◆ **THE TASK**: From the first line through the one containing "pub struct Variant", restate the listing word for word, and give no other lines.

◆ **EXTRACTED MATERIAL**:
□ □ □ □ □

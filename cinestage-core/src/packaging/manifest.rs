// ============================================================================
// cinestage-core/src/packaging/manifest.rs
// ============================================================================
//
// MASTER MANIFEST: Deterministic HLS Master Playlist
//
// The manifest is assembled only after every rung has finished. Entries are
// ordered by descending bandwidth (ties keep ladder order), so the output is
// identical for a given ladder no matter which encode finished first.

use super::EncodingProfile;
use crate::error::{CoreError, CoreResult};

use serde::Serialize;
use std::fmt::Write as _;
use std::fs;
use std::path::{Path, PathBuf};

/// One finished rung: its playlist and segments.
#[derive(Debug, Clone, PartialEq, Serialize)]
pub struct Variant {
    pub profile: EncodingProfile,
    pub playlist_path: PathBuf,
    pub segment_paths: Vec<PathBuf>,
    /// Position of the profile in the configured ladder.
    #[serde(skip)]
    pub ladder_index: usize,
}

#[derive(Debug, Clone, PartialEq)]
struct ManifestEntry {
    bandwidth: u64,
    resolution: String,
    uri: String,
}

/// The master playlist referencing every variant playlist.
#[derive(Debug, Clone, PartialEq)]
pub struct MasterManifest {
    entries: Vec<ManifestEntry>,
}

impl MasterManifest {
    /// Builds the manifest that will live in `manifest_dir`.
    ///
    /// Fails with `ManifestIntegrity` when the variant count differs from
    /// the ladder length, and with `Configuration` when a variant playlist is
    /// missing or lies outside `manifest_dir`.
    pub fn assemble(
        ladder: &[EncodingProfile],
        variants: &[Variant],
        manifest_dir: &Path,
    ) -> CoreResult<Self> {
        if variants.len() != ladder.len() {
            return Err(CoreError::ManifestIntegrity {
                expected: ladder.len(),
                actual: variants.len(),
            });
        }

        let mut ordered: Vec<&Variant> = variants.iter().collect();
        ordered.sort_by(|a, b| {
            b.profile
                .bandwidth()
                .cmp(&a.profile.bandwidth())
                .then(a.ladder_index.cmp(&b.ladder_index))
        });

        let mut entries = Vec::with_capacity(ordered.len());
        for variant in ordered {
            if !variant.playlist_path.is_file() {
                return Err(CoreError::Configuration(format!(
                    "variant playlist {} does not exist",
                    variant.playlist_path.display()
                )));
            }
            let relative = variant
                .playlist_path
                .strip_prefix(manifest_dir)
                .map_err(|_| {
                    CoreError::Configuration(format!(
                        "variant playlist {} is outside {}",
                        variant.playlist_path.display(),
                        manifest_dir.display()
                    ))
                })?;
            let uri = relative
                .components()
                .map(|c| c.as_os_str().to_string_lossy())
                .collect::<Vec<_>>()
                .join("/");
            entries.push(ManifestEntry {
                bandwidth: variant.profile.bandwidth(),
                resolution: variant.profile.resolution.to_string(),
                uri,
            });
        }
        Ok(Self { entries })
    }

    pub fn variant_count(&self) -> usize {
        self.entries.len()
    }

    /// Bandwidths in manifest order.
    #[cfg(test)]
    pub fn bandwidths(&self) -> Vec<u64> {
        self.entries.iter().map(|e| e.bandwidth).collect()
    }

    pub fn render(&self) -> String {
        let mut text = String::from("#EXTM3U\n#EXT-X-VERSION:3\n");
        for entry in &self.entries {
            let _ = writeln!(
                text,
                "#EXT-X-STREAM-INF:BANDWIDTH={},RESOLUTION={}",
                entry.bandwidth, entry.resolution
            );
            let _ = writeln!(text, "{}", entry.uri);
        }
        text
    }

    pub fn write(&self, path: &Path) -> CoreResult<()> {
        if let Some(parent) = path.parent() {
            fs::create_dir_all(parent)?;
        }
        fs::write(path, self.render())?;
        Ok(())
    }
}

□ □ □ □ □

◆ **TASK RESPONSE**:
filename cinestage-core/src/packaging/manifest.rs
// ============================================================================
// cinestage-core/src/packaging/manifest.rs
// ============================================================================
//
// MASTER MANIFEST: Deterministic HLS Master Playlist
//
// The manifest is assembled only after every rung has finished. Entries are
// ordered by descending bandwidth (ties keep ladder order), so the output is
// identical for a given ladder no matter which encode finished first.

use super::EncodingProfile;
use crate::error::{CoreError, CoreResult};

use serde::Serialize;
use std::fmt::Write as _;
use std::fs;
use std::path::{Path, PathBuf};

/// One finished rung: its playlist and segments.
#[derive(Debug, Clone, PartialEq, Serialize)]
pub struct Variant {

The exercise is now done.